分析完之后，用界面显示出来就没有什么好说了。
怎么在桌面有两个图标?
    <activity
        android:label="@string/app_name"
        android:name=".MainActivity"
        >
      <intent-filter>
        <action android:name="android.intent.action.MAIN"/>
        <category android:name="android.intent.category.LAUNCHER"/>
        <category android:name="android.intent.category.DEFAULT"/>
      </intent-filter>
    </activity>

    <activity
        android:theme="@style/leak_canary_LeakCanary.Base"
        android:name=".internal.DisplayLeakActivity"
        android:process=":leakcanary"
        android:enabled="false"
        android:label="@string/leak_canary_display_activity_label"
        android:icon="@mipmap/leak_canary_icon"
        android:taskAffinity="com.squareup.leakcanary.${applicationId}"
        >
      <intent-filter>
        <action android:name="android.intent.action.MAIN"/>
        <category android:name="android.intent.category.LAUNCHER"/>
      </intent-filter>
    </activity>

我们发现，leackCanary会生成一个自己的桌面图标，点击进去可以查看内漏泄露的信息，而且不需要创建桌面快捷方式的权限，就可以做到，他是用上面的方式做到的。
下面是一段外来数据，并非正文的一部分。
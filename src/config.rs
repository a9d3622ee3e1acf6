use serde::Deserialize;
use std::fs;
use std::path::{Path, PathBuf};

use crate::constants::{
    DEFAULT_CLEAN_NUMERIC_FIELD, DEFAULT_CLEAN_PATH, DEFAULT_LOG_DIR, DEFAULT_NORMALIZE_FIELD,
    DEFAULT_NUMERIC_FIELD, DEFAULT_REPORT_PATH, DEFAULT_REQUIRED_FIELD,
};
use crate::error::{CsvQualityError, Result};

#[derive(Debug, Clone, Default, Deserialize, PartialEq)]
#[serde(default, deny_unknown_fields)]
pub struct Config {
    pub audit: AuditConfig,
    pub clean: CleanConfig,
    pub output: OutputConfig,
}

#[derive(Debug, Clone, Deserialize, PartialEq)]
#[serde(default, deny_unknown_fields)]
pub struct AuditConfig {
    /// Fields whose values must parse as a positive number.
    pub numeric_fields: Vec<String>,
}

impl Default for AuditConfig {
    fn default() -> Self {
        Self {
            numeric_fields: vec![DEFAULT_NUMERIC_FIELD.to_string()],
        }
    }
}

#[derive(Debug, Clone, Deserialize, PartialEq)]
#[serde(default, deny_unknown_fields)]
pub struct CleanConfig {
    pub required_field: String,
    pub numeric_field: String,
    pub normalize_field: String,
}

impl Default for CleanConfig {
    fn default() -> Self {
        Self {
            required_field: DEFAULT_REQUIRED_FIELD.to_string(),
            numeric_field: DEFAULT_CLEAN_NUMERIC_FIELD.to_string(),
            normalize_field: DEFAULT_NORMALIZE_FIELD.to_string(),
        }
    }
}

#[derive(Debug, Clone, Deserialize, PartialEq)]
#[serde(default, deny_unknown_fields)]
pub struct OutputConfig {
    pub report_path: PathBuf,
    pub clean_path: PathBuf,
    pub log_dir: PathBuf,
}

impl Default for OutputConfig {
    fn default() -> Self {
        Self {
            report_path: PathBuf::from(DEFAULT_REPORT_PATH),
            clean_path: PathBuf::from(DEFAULT_CLEAN_PATH),
            log_dir: PathBuf::from(DEFAULT_LOG_DIR),
        }
    }
}

impl Config {
    pub fn load(config_path: &Path) -> Result<Self> {
        let config_content = fs::read_to_string(config_path).map_err(|e| {
            CsvQualityError::Config(format!(
                "Failed to read config file '{}': {}",
                config_path.display(),
                e
            ))
        })?;

        let config: Config = toml::from_str(&config_content)?;
        config.validate()?;
        Ok(config)
    }

    pub fn load_or_default(config_path: Option<&Path>) -> Result<Self> {
        match config_path {
            Some(path) => Self::load(path),
            None => Ok(Self::default()),
        }
    }

    fn validate(&self) -> Result<()> {
        let clean_fields = [
            ("required_field", &self.clean.required_field),
            ("numeric_field", &self.clean.numeric_field),
            ("normalize_field", &self.clean.normalize_field),
        ];
        for (key, value) in clean_fields {
            if value.trim().is_empty() {
                return Err(CsvQualityError::Config(format!("clean.{} must not be empty", key)));
            }
        }
        Ok(())
    }
}

#[cfg(test)]
mod tests {
    use super::*;
    use std::io::Write;

    #[test]
    fn test_defaults_match_hardcoded_fields() {
        let config = Config::default();
        assert_eq!(config.audit.numeric_fields, vec!["amount".to_string()]);
        assert_eq!(config.clean.required_field, "name");
        assert_eq!(config.clean.numeric_field, "age");
        assert_eq!(config.clean.normalize_field, "email");
    }

    #[test]
    fn test_partial_toml_keeps_other_defaults() {
        let mut file = tempfile::NamedTempFile::new().unwrap();
        writeln!(file, "[audit]\nnumeric_fields = [\"amount\", \"fee\"]\n").unwrap();

        let config = Config::load(file.path()).unwrap();
        assert_eq!(config.audit.numeric_fields, vec!["amount", "fee"]);
        assert_eq!(config.clean, CleanConfig::default());
        assert_eq!(config.output, OutputConfig::default());
    }

    #[test]
    fn test_unknown_keys_are_rejected() {
        let mut file = tempfile::NamedTempFile::new().unwrap();
        writeln!(file, "[clean]\nrequried_field = \"name\"").unwrap();
        assert!(matches!(Config::load(file.path()), Err(CsvQualityError::Toml(_))));
    }

    #[test]
    fn test_empty_clean_field_is_rejected() {
        let mut file = tempfile::NamedTempFile::new().unwrap();
        writeln!(file, "[clean]\nrequired_field = \"  \"").unwrap();
        assert!(matches!(Config::load(file.path()), Err(CsvQualityError::Config(_))));
    }

    #[test]
    fn test_missing_config_file_is_config_error() {
        let err = Config::load(Path::new("/definitely/not/here.toml")).unwrap_err();
        assert!(matches!(err, CsvQualityError::Config(_)));
    }
}
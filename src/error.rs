use serde::Serialize;
use std::path::{Path, PathBuf};
use thiserror::Error;

/// Closed set of file-level failures the loader can report.
#[derive(Debug, Clone, Copy, PartialEq, Eq, Hash, Serialize)]
#[serde(rename_all = "snake_case")]
pub enum FaultKind {
    NotFound,
    Empty,
    PermissionDenied,
    EncodingError,
    NoHeaders,
    NoData,
    Unknown,
}

/// A file-level fault raised while loading a CSV file.
///
/// The `Display` text is the status message shown to the operator.
#[derive(Error, Debug, Clone, PartialEq, Eq)]
pub enum LoadError {
    #[error("File not found: {}", .0.display())]
    NotFound(PathBuf),

    #[error("File is empty {}", .0.display())]
    Empty(PathBuf),

    #[error("Permission denied to read file: {}", .0.display())]
    PermissionDenied(PathBuf),

    #[error("File encoding error: {}", .0.display())]
    Encoding(PathBuf),

    #[error("csv file has no headers: {}", .0.display())]
    NoHeaders(PathBuf),

    #[error("csv file has only headers and no data: {}", .0.display())]
    NoData(PathBuf),

    #[error("Failed to read file: {}", .0.display())]
    Unknown(PathBuf),
}

impl LoadError {
    pub fn kind(&self) -> FaultKind {
        match self {
            LoadError::NotFound(_) => FaultKind::NotFound,
            LoadError::Empty(_) => FaultKind::Empty,
            LoadError::PermissionDenied(_) => FaultKind::PermissionDenied,
            LoadError::Encoding(_) => FaultKind::EncodingError,
            LoadError::NoHeaders(_) => FaultKind::NoHeaders,
            LoadError::NoData(_) => FaultKind::NoData,
            LoadError::Unknown(_) => FaultKind::Unknown,
        }
    }

    pub fn path(&self) -> &Path {
        match self {
            LoadError::NotFound(p)
            | LoadError::Empty(p)
            | LoadError::PermissionDenied(p)
            | LoadError::Encoding(p)
            | LoadError::NoHeaders(p)
            | LoadError::NoData(p)
            | LoadError::Unknown(p) => p,
        }
    }
}

#[derive(Error, Debug)]
pub enum CsvQualityError {
    #[error(transparent)]
    Load(#[from] LoadError),

    #[error("CSV write failed: {0}")]
    Csv(#[from] csv::Error),

    #[error("JSON serialization failed: {0}")]
    Json(#[from] serde_json::Error),

    #[error("TOML deserialization failed: {0}")]
    Toml(#[from] toml::de::Error),

    #[error("I/O error: {0}")]
    Io(#[from] std::io::Error),

    #[error("Configuration error: {0}")]
    Config(String),
}

pub type Result<T> = std::result::Result<T, CsvQualityError>;
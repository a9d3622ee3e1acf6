//! Field and path defaults shared by the CLI, configuration and pipeline.

// Auditor
pub const DEFAULT_NUMERIC_FIELD: &str = "amount";

// Cleaner
pub const DEFAULT_REQUIRED_FIELD: &str = "name";
pub const DEFAULT_CLEAN_NUMERIC_FIELD: &str = "age";
pub const DEFAULT_NORMALIZE_FIELD: &str = "email";

/// Replacement for a numeric field that is not a non-negative integer.
pub const UNKNOWN_SENTINEL: &str = "UNKNOWN";

// Output artifacts
pub const DEFAULT_REPORT_PATH: &str = "output/csv_quality_report.json";
pub const DEFAULT_CLEAN_PATH: &str = "output/clean_users.csv";
pub const DEFAULT_LOG_DIR: &str = "logs";
pub const LOG_FILE_NAME: &str = "csv_quality.log";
清单里面可以有多个"android.intent.category.LAUNCHER",当然也会有一个默认的。
怎么设置组件启用和关闭
  public static void setEnabledBlocking(Context appContext, Class<?> componentClass,
      boolean enabled) {
    ComponentName component = new ComponentName(appContext, componentClass);
    PackageManager packageManager = appContext.getPackageManager();
    int newState = enabled ? COMPONENT_ENABLED_STATE_ENABLED : COMPONENT_ENABLED_STATE_DISABLED;
    // Blocks on IPC.
    packageManager.setComponentEnabledSetting(component, newState, DONT_KILL_APP);
  }

也就这样啦，没有具体怎么分析hprof，有兴趣可以再深入研究了。